Stored items:
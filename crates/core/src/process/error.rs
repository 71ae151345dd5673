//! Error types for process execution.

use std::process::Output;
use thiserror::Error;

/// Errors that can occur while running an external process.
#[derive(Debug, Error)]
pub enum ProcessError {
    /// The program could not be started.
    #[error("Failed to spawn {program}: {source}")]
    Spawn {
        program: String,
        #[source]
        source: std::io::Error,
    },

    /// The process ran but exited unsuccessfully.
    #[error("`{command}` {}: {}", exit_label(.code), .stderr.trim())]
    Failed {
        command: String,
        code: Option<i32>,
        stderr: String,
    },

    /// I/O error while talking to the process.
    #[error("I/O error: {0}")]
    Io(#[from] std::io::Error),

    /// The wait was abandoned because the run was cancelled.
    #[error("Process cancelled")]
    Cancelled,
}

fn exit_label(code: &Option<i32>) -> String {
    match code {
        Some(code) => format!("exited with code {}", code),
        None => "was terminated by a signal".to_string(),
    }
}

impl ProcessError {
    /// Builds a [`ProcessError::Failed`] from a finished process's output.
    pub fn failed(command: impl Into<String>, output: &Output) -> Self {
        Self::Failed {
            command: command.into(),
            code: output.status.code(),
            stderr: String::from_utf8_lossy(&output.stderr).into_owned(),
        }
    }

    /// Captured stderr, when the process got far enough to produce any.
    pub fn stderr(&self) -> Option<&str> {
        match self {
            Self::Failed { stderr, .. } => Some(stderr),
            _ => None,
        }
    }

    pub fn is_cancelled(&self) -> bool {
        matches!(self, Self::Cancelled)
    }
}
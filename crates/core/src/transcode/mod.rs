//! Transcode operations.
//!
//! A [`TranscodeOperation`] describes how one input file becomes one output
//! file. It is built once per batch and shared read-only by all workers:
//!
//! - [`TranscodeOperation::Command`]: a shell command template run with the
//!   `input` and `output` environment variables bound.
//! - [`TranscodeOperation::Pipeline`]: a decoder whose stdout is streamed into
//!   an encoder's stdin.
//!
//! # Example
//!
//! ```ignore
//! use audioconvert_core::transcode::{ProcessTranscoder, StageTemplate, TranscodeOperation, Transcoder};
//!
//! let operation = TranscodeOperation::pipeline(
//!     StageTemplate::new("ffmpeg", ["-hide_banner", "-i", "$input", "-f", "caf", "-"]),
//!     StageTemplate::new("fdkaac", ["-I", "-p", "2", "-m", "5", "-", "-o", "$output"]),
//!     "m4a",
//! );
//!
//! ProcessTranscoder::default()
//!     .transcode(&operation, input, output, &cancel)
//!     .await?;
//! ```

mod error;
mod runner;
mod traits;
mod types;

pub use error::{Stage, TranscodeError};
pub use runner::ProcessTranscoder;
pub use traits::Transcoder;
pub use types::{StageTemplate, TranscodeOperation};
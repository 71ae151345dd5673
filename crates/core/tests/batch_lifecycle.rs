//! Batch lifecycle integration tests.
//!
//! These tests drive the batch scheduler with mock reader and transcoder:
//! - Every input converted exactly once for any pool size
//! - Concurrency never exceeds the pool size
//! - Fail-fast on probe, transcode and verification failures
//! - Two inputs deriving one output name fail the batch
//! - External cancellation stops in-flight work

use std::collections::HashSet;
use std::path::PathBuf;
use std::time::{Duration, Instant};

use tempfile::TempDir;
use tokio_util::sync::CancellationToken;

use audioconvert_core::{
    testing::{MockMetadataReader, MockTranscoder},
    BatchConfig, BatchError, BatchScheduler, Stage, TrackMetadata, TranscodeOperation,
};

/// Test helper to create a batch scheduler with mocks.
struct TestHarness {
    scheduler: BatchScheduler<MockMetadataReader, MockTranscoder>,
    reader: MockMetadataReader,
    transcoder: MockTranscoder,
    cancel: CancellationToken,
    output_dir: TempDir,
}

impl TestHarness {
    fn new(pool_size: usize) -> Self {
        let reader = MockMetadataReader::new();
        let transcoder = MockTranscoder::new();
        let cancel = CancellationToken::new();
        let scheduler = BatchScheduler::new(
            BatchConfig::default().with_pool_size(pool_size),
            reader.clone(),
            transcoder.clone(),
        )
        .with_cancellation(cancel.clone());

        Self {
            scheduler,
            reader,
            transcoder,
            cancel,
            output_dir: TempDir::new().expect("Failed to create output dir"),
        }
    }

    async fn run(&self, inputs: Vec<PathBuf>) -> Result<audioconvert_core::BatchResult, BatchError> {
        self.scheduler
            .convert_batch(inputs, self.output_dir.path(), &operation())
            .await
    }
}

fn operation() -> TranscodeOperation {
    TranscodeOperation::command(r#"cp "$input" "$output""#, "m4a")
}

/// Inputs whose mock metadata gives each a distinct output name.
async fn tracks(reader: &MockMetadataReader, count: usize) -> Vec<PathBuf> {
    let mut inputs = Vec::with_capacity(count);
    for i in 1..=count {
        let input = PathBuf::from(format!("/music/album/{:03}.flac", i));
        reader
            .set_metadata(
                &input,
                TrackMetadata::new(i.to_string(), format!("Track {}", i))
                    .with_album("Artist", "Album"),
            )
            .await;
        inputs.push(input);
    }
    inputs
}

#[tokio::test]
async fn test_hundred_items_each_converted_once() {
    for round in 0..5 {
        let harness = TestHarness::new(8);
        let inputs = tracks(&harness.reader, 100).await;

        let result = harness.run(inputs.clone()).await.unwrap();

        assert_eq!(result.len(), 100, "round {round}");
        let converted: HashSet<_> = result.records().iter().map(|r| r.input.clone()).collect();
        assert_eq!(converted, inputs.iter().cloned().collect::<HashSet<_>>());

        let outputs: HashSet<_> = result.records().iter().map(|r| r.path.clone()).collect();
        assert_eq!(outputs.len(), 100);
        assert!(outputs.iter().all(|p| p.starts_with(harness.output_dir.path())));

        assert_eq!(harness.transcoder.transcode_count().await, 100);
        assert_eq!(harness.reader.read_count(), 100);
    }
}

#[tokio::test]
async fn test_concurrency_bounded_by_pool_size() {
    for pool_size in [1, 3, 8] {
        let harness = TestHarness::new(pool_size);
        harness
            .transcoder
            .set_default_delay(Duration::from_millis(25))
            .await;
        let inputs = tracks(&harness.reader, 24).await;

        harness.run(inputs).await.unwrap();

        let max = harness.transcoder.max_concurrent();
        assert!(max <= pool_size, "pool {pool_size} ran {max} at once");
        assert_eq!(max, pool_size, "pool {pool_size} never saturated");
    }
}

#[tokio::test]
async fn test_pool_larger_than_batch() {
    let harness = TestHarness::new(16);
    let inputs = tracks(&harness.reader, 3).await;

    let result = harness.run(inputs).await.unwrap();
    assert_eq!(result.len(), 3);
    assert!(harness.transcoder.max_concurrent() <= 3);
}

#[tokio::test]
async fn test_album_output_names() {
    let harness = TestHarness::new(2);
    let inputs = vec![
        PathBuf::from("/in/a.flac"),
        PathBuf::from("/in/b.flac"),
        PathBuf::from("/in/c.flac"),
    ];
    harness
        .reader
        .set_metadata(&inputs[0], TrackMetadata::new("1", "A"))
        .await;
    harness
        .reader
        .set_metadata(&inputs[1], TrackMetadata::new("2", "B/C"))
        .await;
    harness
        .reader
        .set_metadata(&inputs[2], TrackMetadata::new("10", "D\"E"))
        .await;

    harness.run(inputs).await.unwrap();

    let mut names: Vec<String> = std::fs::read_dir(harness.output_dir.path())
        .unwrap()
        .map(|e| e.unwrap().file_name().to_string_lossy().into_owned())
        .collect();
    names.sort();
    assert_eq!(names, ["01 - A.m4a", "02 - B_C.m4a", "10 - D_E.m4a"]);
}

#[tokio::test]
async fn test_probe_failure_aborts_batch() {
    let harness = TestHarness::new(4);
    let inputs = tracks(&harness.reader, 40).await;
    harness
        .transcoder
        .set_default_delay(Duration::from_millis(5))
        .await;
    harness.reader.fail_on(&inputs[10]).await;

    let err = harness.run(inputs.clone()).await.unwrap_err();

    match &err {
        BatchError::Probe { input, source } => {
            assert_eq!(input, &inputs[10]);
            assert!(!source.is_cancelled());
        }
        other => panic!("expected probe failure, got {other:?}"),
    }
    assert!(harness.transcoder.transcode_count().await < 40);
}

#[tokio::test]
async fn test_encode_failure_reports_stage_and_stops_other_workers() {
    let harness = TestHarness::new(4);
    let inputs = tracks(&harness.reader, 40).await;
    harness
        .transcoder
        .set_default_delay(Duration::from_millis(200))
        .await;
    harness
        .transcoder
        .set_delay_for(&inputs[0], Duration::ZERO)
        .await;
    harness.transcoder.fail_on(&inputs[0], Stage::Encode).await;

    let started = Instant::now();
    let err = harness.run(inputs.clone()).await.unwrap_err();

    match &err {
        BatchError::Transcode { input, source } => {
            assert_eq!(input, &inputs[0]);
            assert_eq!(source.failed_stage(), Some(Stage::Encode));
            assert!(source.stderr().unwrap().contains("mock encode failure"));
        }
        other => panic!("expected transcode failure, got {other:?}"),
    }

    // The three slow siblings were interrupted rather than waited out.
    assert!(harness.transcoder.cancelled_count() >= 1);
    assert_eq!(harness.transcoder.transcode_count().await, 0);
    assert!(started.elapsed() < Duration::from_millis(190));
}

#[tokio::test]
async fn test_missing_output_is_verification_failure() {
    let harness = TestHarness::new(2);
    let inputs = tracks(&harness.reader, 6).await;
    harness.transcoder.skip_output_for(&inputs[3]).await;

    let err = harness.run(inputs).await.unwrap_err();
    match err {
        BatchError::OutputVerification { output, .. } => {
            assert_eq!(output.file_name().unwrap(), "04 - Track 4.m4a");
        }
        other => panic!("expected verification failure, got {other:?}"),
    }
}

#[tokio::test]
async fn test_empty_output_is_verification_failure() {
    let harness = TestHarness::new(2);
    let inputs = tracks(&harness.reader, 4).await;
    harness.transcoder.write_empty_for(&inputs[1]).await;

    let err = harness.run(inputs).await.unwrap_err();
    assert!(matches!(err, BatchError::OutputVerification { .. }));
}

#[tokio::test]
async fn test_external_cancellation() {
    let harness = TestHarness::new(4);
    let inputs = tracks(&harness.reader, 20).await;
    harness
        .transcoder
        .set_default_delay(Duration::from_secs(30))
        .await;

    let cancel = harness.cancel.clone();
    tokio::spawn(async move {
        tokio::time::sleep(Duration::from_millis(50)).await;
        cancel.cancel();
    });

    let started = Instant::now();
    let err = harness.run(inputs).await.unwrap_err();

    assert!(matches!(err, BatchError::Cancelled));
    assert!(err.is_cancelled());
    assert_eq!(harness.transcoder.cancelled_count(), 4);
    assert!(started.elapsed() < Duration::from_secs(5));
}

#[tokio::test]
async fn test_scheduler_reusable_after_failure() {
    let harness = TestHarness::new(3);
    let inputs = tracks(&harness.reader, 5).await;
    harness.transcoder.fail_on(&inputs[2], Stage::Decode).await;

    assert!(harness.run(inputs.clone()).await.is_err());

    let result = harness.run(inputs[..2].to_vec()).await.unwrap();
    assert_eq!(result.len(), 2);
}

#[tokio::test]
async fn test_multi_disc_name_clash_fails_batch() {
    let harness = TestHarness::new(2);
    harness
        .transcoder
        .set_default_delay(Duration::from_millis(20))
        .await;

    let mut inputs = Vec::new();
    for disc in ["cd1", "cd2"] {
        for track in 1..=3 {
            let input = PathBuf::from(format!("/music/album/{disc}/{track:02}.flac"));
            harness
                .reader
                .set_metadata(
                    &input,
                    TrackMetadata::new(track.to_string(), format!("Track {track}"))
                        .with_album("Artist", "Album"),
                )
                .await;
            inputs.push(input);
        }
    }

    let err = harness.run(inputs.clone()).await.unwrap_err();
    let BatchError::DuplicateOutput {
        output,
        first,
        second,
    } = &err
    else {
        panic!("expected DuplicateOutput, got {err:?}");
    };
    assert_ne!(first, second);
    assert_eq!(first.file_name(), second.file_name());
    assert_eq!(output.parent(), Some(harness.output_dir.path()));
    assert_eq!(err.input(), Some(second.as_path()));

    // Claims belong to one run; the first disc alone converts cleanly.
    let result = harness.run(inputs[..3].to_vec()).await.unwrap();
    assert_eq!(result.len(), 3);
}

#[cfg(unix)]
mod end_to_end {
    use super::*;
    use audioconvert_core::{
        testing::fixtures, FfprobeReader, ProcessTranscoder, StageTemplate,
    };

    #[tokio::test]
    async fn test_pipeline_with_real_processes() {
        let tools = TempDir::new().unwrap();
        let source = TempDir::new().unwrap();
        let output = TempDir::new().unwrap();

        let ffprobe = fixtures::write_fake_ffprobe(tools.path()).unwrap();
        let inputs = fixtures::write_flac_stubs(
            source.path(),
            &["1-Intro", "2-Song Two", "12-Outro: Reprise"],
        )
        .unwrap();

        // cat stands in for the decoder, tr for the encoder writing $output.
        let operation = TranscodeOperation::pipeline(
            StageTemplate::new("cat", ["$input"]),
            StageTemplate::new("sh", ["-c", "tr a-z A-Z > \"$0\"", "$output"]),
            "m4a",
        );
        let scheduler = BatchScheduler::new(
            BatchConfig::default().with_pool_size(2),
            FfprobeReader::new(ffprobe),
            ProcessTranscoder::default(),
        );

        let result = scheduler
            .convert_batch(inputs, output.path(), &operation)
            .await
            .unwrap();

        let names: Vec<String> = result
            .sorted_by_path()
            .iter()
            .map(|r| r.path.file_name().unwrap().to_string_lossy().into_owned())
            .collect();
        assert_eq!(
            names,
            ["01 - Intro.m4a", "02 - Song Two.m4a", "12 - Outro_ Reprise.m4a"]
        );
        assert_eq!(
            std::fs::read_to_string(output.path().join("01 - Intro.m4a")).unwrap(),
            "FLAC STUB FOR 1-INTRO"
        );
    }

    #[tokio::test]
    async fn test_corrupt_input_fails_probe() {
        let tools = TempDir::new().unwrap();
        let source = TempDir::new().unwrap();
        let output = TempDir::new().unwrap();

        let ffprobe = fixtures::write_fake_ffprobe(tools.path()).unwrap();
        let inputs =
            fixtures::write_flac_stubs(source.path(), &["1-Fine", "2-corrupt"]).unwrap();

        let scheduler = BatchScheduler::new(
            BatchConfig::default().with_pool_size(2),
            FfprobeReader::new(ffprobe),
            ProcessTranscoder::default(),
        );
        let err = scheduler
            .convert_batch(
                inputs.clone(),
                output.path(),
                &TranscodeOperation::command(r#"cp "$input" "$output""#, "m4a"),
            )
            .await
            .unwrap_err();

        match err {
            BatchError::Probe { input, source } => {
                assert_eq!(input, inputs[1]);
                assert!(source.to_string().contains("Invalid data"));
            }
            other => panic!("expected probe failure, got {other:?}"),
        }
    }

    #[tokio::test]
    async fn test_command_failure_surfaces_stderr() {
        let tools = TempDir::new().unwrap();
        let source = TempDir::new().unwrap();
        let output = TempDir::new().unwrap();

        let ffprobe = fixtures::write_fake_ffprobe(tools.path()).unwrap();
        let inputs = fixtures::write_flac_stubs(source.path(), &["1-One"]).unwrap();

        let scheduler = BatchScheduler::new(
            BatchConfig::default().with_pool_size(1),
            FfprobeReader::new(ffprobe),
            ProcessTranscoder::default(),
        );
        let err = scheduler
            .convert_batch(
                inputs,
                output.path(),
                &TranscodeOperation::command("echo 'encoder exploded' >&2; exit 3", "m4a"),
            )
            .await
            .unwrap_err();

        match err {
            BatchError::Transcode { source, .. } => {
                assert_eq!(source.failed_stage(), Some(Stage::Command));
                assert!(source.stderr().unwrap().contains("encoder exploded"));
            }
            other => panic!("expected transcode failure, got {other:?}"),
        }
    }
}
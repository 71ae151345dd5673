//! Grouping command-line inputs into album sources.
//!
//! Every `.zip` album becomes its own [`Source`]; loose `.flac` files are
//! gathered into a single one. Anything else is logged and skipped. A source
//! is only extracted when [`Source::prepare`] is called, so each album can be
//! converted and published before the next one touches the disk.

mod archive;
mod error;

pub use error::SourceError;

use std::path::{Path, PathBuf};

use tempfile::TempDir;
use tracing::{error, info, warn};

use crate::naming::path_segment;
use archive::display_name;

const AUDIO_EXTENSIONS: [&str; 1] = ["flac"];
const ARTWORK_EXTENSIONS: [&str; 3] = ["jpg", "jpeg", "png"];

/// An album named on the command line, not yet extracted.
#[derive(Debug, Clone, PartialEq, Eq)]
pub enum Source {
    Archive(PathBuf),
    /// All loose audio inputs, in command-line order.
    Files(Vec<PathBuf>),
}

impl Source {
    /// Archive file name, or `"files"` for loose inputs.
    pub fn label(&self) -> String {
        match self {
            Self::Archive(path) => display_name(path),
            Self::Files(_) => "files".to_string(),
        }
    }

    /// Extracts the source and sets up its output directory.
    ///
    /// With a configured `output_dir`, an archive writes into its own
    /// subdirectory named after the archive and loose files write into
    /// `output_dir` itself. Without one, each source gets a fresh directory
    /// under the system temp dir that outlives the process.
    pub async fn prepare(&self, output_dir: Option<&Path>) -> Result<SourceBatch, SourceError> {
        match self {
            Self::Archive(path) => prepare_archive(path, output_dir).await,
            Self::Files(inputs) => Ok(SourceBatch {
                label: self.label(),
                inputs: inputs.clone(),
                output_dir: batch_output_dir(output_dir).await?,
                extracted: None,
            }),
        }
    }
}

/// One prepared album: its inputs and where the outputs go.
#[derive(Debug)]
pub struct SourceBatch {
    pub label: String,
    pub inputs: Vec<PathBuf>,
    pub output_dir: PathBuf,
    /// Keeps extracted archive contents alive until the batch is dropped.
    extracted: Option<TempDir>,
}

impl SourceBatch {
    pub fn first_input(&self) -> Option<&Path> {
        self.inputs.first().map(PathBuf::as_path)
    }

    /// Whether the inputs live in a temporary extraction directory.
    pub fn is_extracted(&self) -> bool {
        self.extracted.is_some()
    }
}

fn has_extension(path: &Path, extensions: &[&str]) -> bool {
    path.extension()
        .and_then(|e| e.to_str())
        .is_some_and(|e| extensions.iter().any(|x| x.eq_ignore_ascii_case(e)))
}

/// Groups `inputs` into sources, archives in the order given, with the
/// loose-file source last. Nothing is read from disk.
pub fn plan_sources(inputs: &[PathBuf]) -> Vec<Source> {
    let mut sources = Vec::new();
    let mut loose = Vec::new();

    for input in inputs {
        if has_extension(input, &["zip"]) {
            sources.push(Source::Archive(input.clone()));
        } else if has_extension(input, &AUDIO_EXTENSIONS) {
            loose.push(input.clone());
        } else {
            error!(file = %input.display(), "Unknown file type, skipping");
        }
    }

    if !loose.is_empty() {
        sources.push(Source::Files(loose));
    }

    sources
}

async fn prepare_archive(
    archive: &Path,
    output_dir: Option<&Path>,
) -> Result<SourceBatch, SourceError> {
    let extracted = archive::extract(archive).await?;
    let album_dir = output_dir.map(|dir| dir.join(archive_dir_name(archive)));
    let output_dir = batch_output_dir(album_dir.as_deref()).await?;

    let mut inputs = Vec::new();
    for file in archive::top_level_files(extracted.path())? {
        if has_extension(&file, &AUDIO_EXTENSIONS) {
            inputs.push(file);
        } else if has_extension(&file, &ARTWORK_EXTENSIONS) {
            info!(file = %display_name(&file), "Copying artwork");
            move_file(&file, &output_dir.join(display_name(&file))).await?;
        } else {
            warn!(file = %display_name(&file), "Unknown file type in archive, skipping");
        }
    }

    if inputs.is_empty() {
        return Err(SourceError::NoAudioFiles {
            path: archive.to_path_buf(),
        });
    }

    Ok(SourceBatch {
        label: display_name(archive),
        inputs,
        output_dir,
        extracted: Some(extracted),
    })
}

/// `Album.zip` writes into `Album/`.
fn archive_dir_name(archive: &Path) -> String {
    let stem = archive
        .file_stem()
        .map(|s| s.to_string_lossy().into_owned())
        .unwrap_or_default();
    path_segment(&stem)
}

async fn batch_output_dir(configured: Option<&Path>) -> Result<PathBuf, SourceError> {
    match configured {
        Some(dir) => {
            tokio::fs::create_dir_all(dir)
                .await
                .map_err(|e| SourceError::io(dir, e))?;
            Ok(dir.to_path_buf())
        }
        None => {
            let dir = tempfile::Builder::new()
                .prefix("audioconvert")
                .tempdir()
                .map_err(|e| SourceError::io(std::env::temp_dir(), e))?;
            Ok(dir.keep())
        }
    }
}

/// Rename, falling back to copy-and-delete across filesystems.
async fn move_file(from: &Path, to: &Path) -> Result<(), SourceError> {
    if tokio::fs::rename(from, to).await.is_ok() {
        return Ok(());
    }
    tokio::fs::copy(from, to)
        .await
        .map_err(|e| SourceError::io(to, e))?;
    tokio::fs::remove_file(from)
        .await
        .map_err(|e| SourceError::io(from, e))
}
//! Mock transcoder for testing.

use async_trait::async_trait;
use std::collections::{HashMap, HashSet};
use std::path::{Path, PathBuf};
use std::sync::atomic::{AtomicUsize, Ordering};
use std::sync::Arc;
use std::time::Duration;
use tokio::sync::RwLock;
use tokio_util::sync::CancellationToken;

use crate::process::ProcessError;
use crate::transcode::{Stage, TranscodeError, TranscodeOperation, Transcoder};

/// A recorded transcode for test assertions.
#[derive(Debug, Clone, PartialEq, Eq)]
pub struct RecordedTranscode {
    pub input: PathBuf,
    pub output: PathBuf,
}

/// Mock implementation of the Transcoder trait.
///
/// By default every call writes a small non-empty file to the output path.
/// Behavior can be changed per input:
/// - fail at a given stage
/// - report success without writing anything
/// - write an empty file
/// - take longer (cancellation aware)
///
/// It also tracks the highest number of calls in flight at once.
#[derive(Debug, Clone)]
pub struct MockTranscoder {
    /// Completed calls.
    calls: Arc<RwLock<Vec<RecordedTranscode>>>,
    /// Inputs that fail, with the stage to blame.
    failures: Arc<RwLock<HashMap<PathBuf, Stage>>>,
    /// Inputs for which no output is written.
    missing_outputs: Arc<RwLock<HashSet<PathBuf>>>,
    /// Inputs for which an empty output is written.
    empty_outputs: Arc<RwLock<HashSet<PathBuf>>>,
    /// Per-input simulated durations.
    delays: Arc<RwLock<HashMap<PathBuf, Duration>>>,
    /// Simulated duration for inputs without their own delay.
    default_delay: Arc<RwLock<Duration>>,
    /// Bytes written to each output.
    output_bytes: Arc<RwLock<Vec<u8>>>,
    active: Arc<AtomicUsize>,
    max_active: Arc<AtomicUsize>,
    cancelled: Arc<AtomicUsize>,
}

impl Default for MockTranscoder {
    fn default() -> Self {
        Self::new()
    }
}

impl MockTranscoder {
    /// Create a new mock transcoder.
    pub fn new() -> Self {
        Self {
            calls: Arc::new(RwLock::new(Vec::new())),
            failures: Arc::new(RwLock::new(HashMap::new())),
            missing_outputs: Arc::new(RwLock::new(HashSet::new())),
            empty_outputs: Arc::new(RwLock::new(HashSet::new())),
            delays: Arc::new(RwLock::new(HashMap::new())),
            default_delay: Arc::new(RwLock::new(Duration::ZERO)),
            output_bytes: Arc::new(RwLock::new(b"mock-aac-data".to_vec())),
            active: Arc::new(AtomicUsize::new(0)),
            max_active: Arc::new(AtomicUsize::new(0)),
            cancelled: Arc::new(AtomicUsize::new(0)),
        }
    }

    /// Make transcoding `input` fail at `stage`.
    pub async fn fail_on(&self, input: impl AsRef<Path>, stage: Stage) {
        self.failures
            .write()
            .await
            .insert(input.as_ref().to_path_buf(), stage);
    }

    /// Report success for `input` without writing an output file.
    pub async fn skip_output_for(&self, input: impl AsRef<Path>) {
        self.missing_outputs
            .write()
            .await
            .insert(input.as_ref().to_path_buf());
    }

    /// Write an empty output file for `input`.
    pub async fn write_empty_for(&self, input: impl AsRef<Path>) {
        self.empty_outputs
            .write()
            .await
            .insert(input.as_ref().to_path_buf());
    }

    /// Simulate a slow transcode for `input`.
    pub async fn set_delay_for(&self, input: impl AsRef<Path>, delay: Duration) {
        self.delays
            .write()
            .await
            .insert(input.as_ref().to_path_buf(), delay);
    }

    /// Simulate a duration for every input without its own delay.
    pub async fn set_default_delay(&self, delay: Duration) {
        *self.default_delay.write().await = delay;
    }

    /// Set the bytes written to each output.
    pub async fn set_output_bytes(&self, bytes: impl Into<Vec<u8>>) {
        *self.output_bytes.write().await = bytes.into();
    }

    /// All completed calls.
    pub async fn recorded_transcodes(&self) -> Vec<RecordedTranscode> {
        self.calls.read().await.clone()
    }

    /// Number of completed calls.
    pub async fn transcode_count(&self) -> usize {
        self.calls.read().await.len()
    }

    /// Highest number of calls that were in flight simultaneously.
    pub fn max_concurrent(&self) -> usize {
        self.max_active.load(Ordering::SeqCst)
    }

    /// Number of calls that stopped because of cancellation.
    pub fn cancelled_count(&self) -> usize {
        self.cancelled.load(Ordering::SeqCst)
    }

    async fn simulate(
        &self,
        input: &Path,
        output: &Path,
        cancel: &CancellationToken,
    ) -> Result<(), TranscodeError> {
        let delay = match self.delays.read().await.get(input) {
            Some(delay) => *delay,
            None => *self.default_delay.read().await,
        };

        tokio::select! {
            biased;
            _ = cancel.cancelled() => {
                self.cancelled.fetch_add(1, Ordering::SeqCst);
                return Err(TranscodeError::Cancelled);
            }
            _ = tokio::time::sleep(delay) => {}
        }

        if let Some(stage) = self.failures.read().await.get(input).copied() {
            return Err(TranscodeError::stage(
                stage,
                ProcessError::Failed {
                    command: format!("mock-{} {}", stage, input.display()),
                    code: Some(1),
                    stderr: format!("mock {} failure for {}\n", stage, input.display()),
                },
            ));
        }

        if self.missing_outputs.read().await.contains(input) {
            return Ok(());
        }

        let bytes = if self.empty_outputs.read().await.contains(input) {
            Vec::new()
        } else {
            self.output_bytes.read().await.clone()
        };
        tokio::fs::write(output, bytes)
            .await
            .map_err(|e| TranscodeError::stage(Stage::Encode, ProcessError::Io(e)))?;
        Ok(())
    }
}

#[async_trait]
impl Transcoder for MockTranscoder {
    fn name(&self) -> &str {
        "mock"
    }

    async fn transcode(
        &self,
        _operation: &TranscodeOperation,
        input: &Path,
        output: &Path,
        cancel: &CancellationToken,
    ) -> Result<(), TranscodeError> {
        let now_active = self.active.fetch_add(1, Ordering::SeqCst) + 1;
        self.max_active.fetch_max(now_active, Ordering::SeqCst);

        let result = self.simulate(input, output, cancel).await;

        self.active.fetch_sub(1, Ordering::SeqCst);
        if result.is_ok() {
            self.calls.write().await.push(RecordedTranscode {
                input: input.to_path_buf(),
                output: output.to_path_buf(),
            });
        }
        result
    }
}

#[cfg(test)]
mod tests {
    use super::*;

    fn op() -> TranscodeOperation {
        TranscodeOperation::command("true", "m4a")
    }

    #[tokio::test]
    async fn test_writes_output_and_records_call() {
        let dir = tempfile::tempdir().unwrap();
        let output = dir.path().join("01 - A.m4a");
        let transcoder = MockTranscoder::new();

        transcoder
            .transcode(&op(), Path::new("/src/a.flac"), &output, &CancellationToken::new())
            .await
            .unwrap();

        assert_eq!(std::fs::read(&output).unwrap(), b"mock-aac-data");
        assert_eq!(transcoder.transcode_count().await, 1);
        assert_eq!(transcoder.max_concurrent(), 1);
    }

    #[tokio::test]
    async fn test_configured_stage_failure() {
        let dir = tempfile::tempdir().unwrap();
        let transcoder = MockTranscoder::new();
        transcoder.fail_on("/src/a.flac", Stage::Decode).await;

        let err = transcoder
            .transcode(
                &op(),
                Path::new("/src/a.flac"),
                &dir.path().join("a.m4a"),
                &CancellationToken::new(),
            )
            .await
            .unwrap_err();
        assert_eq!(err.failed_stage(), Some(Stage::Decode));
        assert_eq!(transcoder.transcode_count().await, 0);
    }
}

Work item:
The answer is each line from the entries above in which the word "Reprise" occurs.

Result of the exercise:
            &["1-Intro", "2-Song Two", "12-Outro: Reprise"],
            ["01 - Intro.m4a", "02 - Song Two.m4a", "12 - Outro_ Reprise.m4a"]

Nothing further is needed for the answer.